第19章 魔法のコトバ
バレてしまっているのなら、誤魔化すよりも正直に言ってしまった方がと話せば、三月さんはそれを聞いてフイっと横を向いてしまう。
『ホントごめんなさい!ちょっと起きがけに不意打ちを食らったというか、えっと、だからその・・・』
怒らせた?!もしかして言わない方が良かった?!と更に慌てれば、それを見ていた一織さんの目が優しく色付き小さく笑う。
一「大丈夫ですよ佐伯さん。兄さんはいま照れの真っ最中なだけです。怒ったりしてませんよ」
『照れ・・・?そうなんですか?』
三「違うっての!もういいから早く顔洗って来い!早くしねぇとマネージャーもそろそろ来ちまうぞ」
顔を背けたままで手のひらをヒラヒラとさせて言う三月さんの耳は、これ以上にないほど赤く染まっていて、一織さんもどこか楽しそうに、ね?と言うように私にアイコンタクトを送る。
『とりあえず紡さんをお待たせする訳には行かないのでダッシュで身支度してきます!』
まだ夜も明けきらないというのに紡さんに迷惑はかけられないと思い、せめて最小限の身支度をしておかねば!といつもの何倍速かで身支度をして戻れば、一織さんが配膳をしてくれたのか朝食が既に用意されていて、いつの間に来たのか紡さんも食事の準備のお手伝いをしていた。
紡「おはようございます、愛聖さん。今日は宜しくお願いします」
『おはようございます紡さん。こちらこそ宜しくお願いします。朝早いスケジュールだったのに本当にありがとうございます』
本来ならばMEZZO"の仕事だけの同行で、こんなに早い出勤じゃなかったのにと言えば、それはこの仕事をしていればいろんな状況がありますから大丈夫ですと笑顔で返された。

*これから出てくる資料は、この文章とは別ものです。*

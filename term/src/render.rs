use crossterm::style::{Color, Stylize, style};
use minesweep_core::{Coord2, Session};

/// What a single board position shows this frame.
#[derive(Copy, Clone, Debug, PartialEq, Eq)]
pub enum Glyph {
    Cursor,
    Exploded,
    Mine,
    Count(u8),
    Flag,
    Hidden,
}

impl Glyph {
    pub fn at(session: &Session, coords: Coord2) -> Self {
        let cell = session.cell_view(coords);
        let show_mines = session.is_game_over() || session.preferences().debug;

        if coords == session.cursor() {
            Glyph::Cursor
        } else if session.triggered_mine() == Some(coords) {
            Glyph::Exploded
        } else if show_mines && cell.is_mine {
            Glyph::Mine
        } else if cell.is_revealed {
            Glyph::Count(cell.adjacent_mines)
        } else if cell.is_flagged {
            Glyph::Flag
        } else {
            Glyph::Hidden
        }
    }

    pub fn emoji(self) -> &'static str {
        match self {
            Glyph::Cursor => "🔳",
            Glyph::Exploded => "💥",
            Glyph::Mine => "💣",
            Glyph::Count(0) => "⬛️",
            Glyph::Count(1) => "1️⃣",
            Glyph::Count(2) => "2️⃣",
            Glyph::Count(3) => "3️⃣",
            Glyph::Count(4) => "4️⃣",
            Glyph::Count(5) => "5️⃣",
            Glyph::Count(6) => "6️⃣",
            Glyph::Count(7) => "7️⃣",
            Glyph::Count(_) => "8️⃣",
            Glyph::Flag => "🟨",
            Glyph::Hidden => "⬜️",
        }
    }

    pub fn ascii(self) -> char {
        match self {
            Glyph::Cursor => '*',
            Glyph::Exploded => 'X',
            Glyph::Mine => 'B',
            Glyph::Count(count) => char::from(b'0' + count.min(8)),
            Glyph::Flag => 'F',
            Glyph::Hidden => ' ',
        }
    }

    /// Foreground and background for the ascii table.
    fn colors(self) -> (Option<Color>, Option<Color>) {
        const DARK: Color = rgb(0x111111);
        const GREY: Color = rgb(0xbfbfbf);
        const RED: Color = rgb(0xff0000);

        match self {
            Glyph::Cursor => (Some(rgb(0xff33ff)), None),
            Glyph::Exploded => (Some(RED), Some(rgb(0xffee00))),
            Glyph::Mine => (Some(DARK), Some(RED)),
            Glyph::Count(0) => (Some(rgb(0x292929)), None),
            Glyph::Count(1) => (Some(rgb(0x74adf2)), None),
            Glyph::Count(2) => (Some(rgb(0x00ff00)), None),
            Glyph::Count(3) => (Some(RED), None),
            Glyph::Count(4) => (Some(rgb(0x28706d)), None),
            Glyph::Count(5) => (Some(rgb(0xb06446)), None),
            Glyph::Count(6) => (Some(RED), None),
            Glyph::Count(7) => (Some(rgb(0x8a7101)), None),
            Glyph::Count(_) => (Some(DARK), Some(GREY)),
            Glyph::Flag => (Some(DARK), Some(rgb(0xffee00))),
            Glyph::Hidden => (None, Some(GREY)),
        }
    }
}

const fn rgb(hex: u32) -> Color {
    Color::Rgb {
        r: (hex >> 16) as u8,
        g: (hex >> 8) as u8,
        b: hex as u8,
    }
}

/// Turns a session into the lines of one frame.
#[derive(Copy, Clone, Debug, PartialEq, Eq)]
pub struct Renderer {
    pub color: bool,
}

impl Renderer {
    pub fn new(color: bool) -> Self {
        Self { color }
    }

    pub fn frame(&self, session: &Session) -> Vec<String> {
        let mut lines = header(session);
        lines.push(String::new());
        if session.preferences().ascii {
            lines.extend(self.ascii_board(session));
        } else {
            lines.extend(emoji_board(session));
        }
        lines.push(String::new());
        lines.extend(help(session));
        lines
    }

    fn ascii_board(&self, session: &Session) -> Vec<String> {
        let (size_x, size_y) = session.size();
        let rule = |left: &str, mid: &str, right: &str| {
            let segments = vec!["───"; size_x.into()];
            format!("{}{}{}", left, segments.join(mid), right)
        };

        let mut lines = vec![rule("┌", "┬", "┐")];
        for y in 0..size_y {
            if y > 0 {
                lines.push(rule("├", "┼", "┤"));
            }
            let cells: Vec<String> = (0..size_x)
                .map(|x| self.ascii_cell(Glyph::at(session, (x, y))))
                .collect();
            lines.push(format!("│{}│", cells.join("│")));
        }
        lines.push(rule("└", "┴", "┘"));
        lines
    }

    fn ascii_cell(&self, glyph: Glyph) -> String {
        let text = format!(" {} ", glyph.ascii());
        if !self.color {
            return text;
        }
        let mut styled = style(text);
        let (fg, bg) = glyph.colors();
        if let Some(fg) = fg {
            styled = styled.with(fg);
        }
        if let Some(bg) = bg {
            styled = styled.on(bg);
        }
        styled.to_string()
    }
}

fn header(session: &Session) -> Vec<String> {
    let mut lines = Vec::with_capacity(3);
    if session.is_game_over() {
        let verdict = if session.did_win() {
            "You WON!!"
        } else {
            "You lost..."
        };
        lines.push(format!("Game Over! {}", verdict));
    } else {
        lines.push("...go sweep...".to_string());
        lines.push(format!("{} mines left", session.mines_remaining()));
    }
    lines.push(format!("{} seconds elapsed", session.elapsed_seconds()));
    lines
}

fn emoji_board(session: &Session) -> Vec<String> {
    let (size_x, size_y) = session.size();
    (0..size_y)
        .map(|y| {
            (0..size_x)
                .map(|x| Glyph::at(session, (x, y)).emoji())
                .collect::<String>()
        })
        .collect()
}

fn help(session: &Session) -> Vec<String> {
    if !session.preferences().show_help {
        return Vec::new();
    }

    let mut lines = Vec::new();
    if !session.is_game_over() {
        lines.extend([
            "Press h/j/k/l or ←↓↑→ to move",
            "Press enter or space to sweep",
            "Press f to toggle flag.",
            "Press d to toggle debug.",
        ]);
    }
    lines.extend([
        "Press q to quit.",
        "Press r to start a new game.",
        "Press ? to toggle help text",
        "Press a to toggle ascii view",
    ]);
    lines.into_iter().map(String::from).collect()
}

#[cfg(test)]
mod tests {
    use super::*;
    use minesweep_core::{Direction, Minefield};

    fn session(size: Coord2, mines: &[Coord2]) -> Session {
        Session::from_minefield(Minefield::from_mine_coords(size, mines).unwrap())
    }

    fn plain() -> Renderer {
        Renderer::new(false)
    }

    #[test]
    fn header_while_playing() {
        let mut session = session((3, 3), &[(0, 0)]);
        session.tick();
        let lines = header(&session);
        assert_eq!(lines, vec!["...go sweep...", "1 mines left", "1 seconds elapsed"]);
    }

    #[test]
    fn header_after_win_and_loss() {
        let mut won = session((1, 1), &[]);
        won.reveal((0, 0));
        assert_eq!(header(&won)[0], "Game Over! You WON!!");

        let mut lost = session((2, 1), &[(1, 0)]);
        lost.reveal((1, 0));
        assert_eq!(header(&lost)[0], "Game Over! You lost...");
    }

    #[test]
    fn cursor_takes_priority() {
        let mut session = session((2, 2), &[(0, 0)]);
        session.toggle_debug();
        assert_eq!(session.cursor(), (0, 0));
        assert_eq!(Glyph::at(&session, (0, 0)), Glyph::Cursor);
    }

    #[test]
    fn mines_hidden_until_debug() {
        let mut session = session((3, 3), &[(2, 2)]);
        assert_eq!(Glyph::at(&session, (2, 2)), Glyph::Hidden);
        session.toggle_debug();
        assert_eq!(Glyph::at(&session, (2, 2)), Glyph::Mine);
    }

    #[test]
    fn loss_marks_triggered_mine() {
        let mut session = session((3, 1), &[(1, 0), (2, 0)]);
        session.reveal((2, 0));
        assert_eq!(Glyph::at(&session, (2, 0)), Glyph::Exploded);
        assert_eq!(Glyph::at(&session, (1, 0)), Glyph::Mine);
    }

    #[test]
    fn flags_and_counts() {
        let mut session = session((3, 1), &[(0, 0)]);
        session.move_cursor(Direction::Right);
        session.move_cursor(Direction::Right);
        session.toggle_flag((0, 0));
        session.reveal((1, 0));
        assert_eq!(Glyph::at(&session, (0, 0)), Glyph::Flag);
        assert_eq!(Glyph::at(&session, (1, 0)), Glyph::Count(1));
    }

    #[test]
    fn emoji_rows_match_board() {
        let session = session((3, 2), &[]);
        let rows = emoji_board(&session);
        assert_eq!(rows.len(), 2);
        assert_eq!(rows[0], "🔳⬜️⬜️");
        assert_eq!(rows[1], "⬜️⬜️⬜️");
    }

    #[test]
    fn ascii_table_layout() {
        let mut session = session((2, 2), &[(1, 1)]);
        session.toggle_ascii();
        session.toggle_debug();
        let lines = plain().ascii_board(&session);
        assert_eq!(
            lines,
            vec![
                "┌───┬───┐",
                "│ * │   │",
                "├───┼───┤",
                "│   │ B │",
                "└───┴───┘",
            ]
        );
    }

    #[test]
    fn colored_cells_keep_text() {
        let cell = Renderer::new(true).ascii_cell(Glyph::Flag);
        assert!(cell.contains(" F "));
    }

    #[test]
    fn help_follows_preferences() {
        let mut session = session((2, 2), &[]);
        assert_eq!(help(&session).len(), 8);
        session.toggle_help();
        assert!(help(&session).is_empty());
    }

    #[test]
    fn help_after_game_over_is_short() {
        let mut session = session((1, 1), &[]);
        session.reveal((0, 0));
        assert_eq!(help(&session).len(), 4);
    }

    #[test]
    fn frame_switches_glyph_set() {
        let mut session = session((2, 2), &[]);
        let emoji = plain().frame(&session);
        session.toggle_ascii();
        let ascii = plain().frame(&session);
        assert!(emoji.iter().any(|line| line.contains('🔳')));
        assert!(ascii.iter().any(|line| line.starts_with('┌')));
    }

    #[test]
    fn ascii_digits() {
        assert_eq!(Glyph::Count(0).ascii(), '0');
        assert_eq!(Glyph::Count(8).ascii(), '8');
    }
}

三「ほら2人共、そんな余裕な時間ないんじゃねぇのか?早く朝飯食えよ、マネージャーの分もあるから一緒に食っとけよ?この時間じゃまだなんだろ朝飯」
紡「すみません私まで。でも、ありがたくいただきます」
それじゃ食べましょうか?と向き合って、その場にいる4人でそれぞれ席に着く。
「わぁ・・・この卵焼き美味しい!」
口に入れた途端にふわりと広がる大葉の香りに思わず声が出る。
三「だろ?卵焼きに大葉?とか思うかもだけど、意外と合うんだぜ?」
三月さんか用意してくれた朝食は、純和風な、まるで旅館の朝食のように少しづつの料理が並んでいる。